## LISTED RECORDS

————————

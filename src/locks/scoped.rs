//! Scoped lock wrappers with guaranteed release.
//!
//! `with_read_lock` and `with_write_lock` acquire the lock, run the callback,
//! and release the lock however the callback exits: success, error, or panic.
//! A nested scoped call on the same path from the same thread is rejected
//! with [`CorralError::Reentrant`] instead of deadlocking.

use super::file_lock::FileLock;
use super::guard::LockGuard;
use super::types::{LockMode, LockOptions};
use crate::error::CorralError;
use std::cell::RefCell;
use std::collections::HashSet;
use std::path::{Path, PathBuf};

thread_local! {
    /// Lock files held by scoped calls on this thread.
    static SCOPED_HELD: RefCell<HashSet<PathBuf>> = RefCell::new(HashSet::new());
}

/// Marks a lock file as held by a scoped call on this thread.
struct ScopeEntry {
    key: PathBuf,
}

impl ScopeEntry {
    fn enter(lock_path: &Path) -> Result<Self, CorralError> {
        let key = std::path::absolute(lock_path).unwrap_or_else(|_| lock_path.to_path_buf());
        let inserted = SCOPED_HELD.with(|held| held.borrow_mut().insert(key.clone()));
        if !inserted {
            return Err(CorralError::Reentrant {
                path: lock_path.to_path_buf(),
            });
        }
        Ok(Self { key })
    }
}

impl Drop for ScopeEntry {
    fn drop(&mut self) {
        let _ = SCOPED_HELD.try_with(|held| held.borrow_mut().remove(&self.key));
    }
}

/// Run `f` under a shared lock on `path` with default options.
pub fn with_read_lock<P, T, E, F>(path: P, f: F) -> Result<T, E>
where
    P: AsRef<Path>,
    F: FnOnce() -> Result<T, E>,
    E: From<CorralError>,
{
    with_read_lock_opts(path, &LockOptions::default(), f)
}

/// Run `f` under the exclusive lock on `path` with default options.
///
/// `f` owns any reload-modify-save sequence and must persist through the
/// atomic writer itself.
pub fn with_write_lock<P, T, E, F>(path: P, f: F) -> Result<T, E>
where
    P: AsRef<Path>,
    F: FnOnce() -> Result<T, E>,
    E: From<CorralError>,
{
    with_write_lock_opts(path, &LockOptions::default(), f)
}

pub fn with_read_lock_opts<P, T, E, F>(path: P, options: &LockOptions, f: F) -> Result<T, E>
where
    P: AsRef<Path>,
    F: FnOnce() -> Result<T, E>,
    E: From<CorralError>,
{
    scoped(path.as_ref(), LockMode::Shared, options, f)
}

pub fn with_write_lock_opts<P, T, E, F>(path: P, options: &LockOptions, f: F) -> Result<T, E>
where
    P: AsRef<Path>,
    F: FnOnce() -> Result<T, E>,
    E: From<CorralError>,
{
    scoped(path.as_ref(), LockMode::Exclusive, options, f)
}

fn scoped<T, E, F>(path: &Path, mode: LockMode, options: &LockOptions, f: F) -> Result<T, E>
where
    F: FnOnce() -> Result<T, E>,
    E: From<CorralError>,
{
    let lock = FileLock::new(path, *options)?;
    // Declared before the guard so it is dropped after the lock is released.
    let _entry = ScopeEntry::enter(lock.lock_path())?;
    let guard = LockGuard::from_lock(lock, mode)?;

    let outcome = f();
    let released = guard.release();

    match (outcome, released) {
        (Ok(value), Ok(())) => Ok(value),
        (Ok(_), Err(e)) => Err(e.into()),
        (Err(e), Ok(())) => Err(e),
        (Err(e), Err(release_err)) => {
            tracing::warn!(resource = %path.display(), error = %release_err, "failed to release lock after error");
            Err(e)
        }
    }
}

————————

## REQUIRED WORK
Count how many lines of the data include the word "super". Your reply should be that number alone.

## OUTPUT
3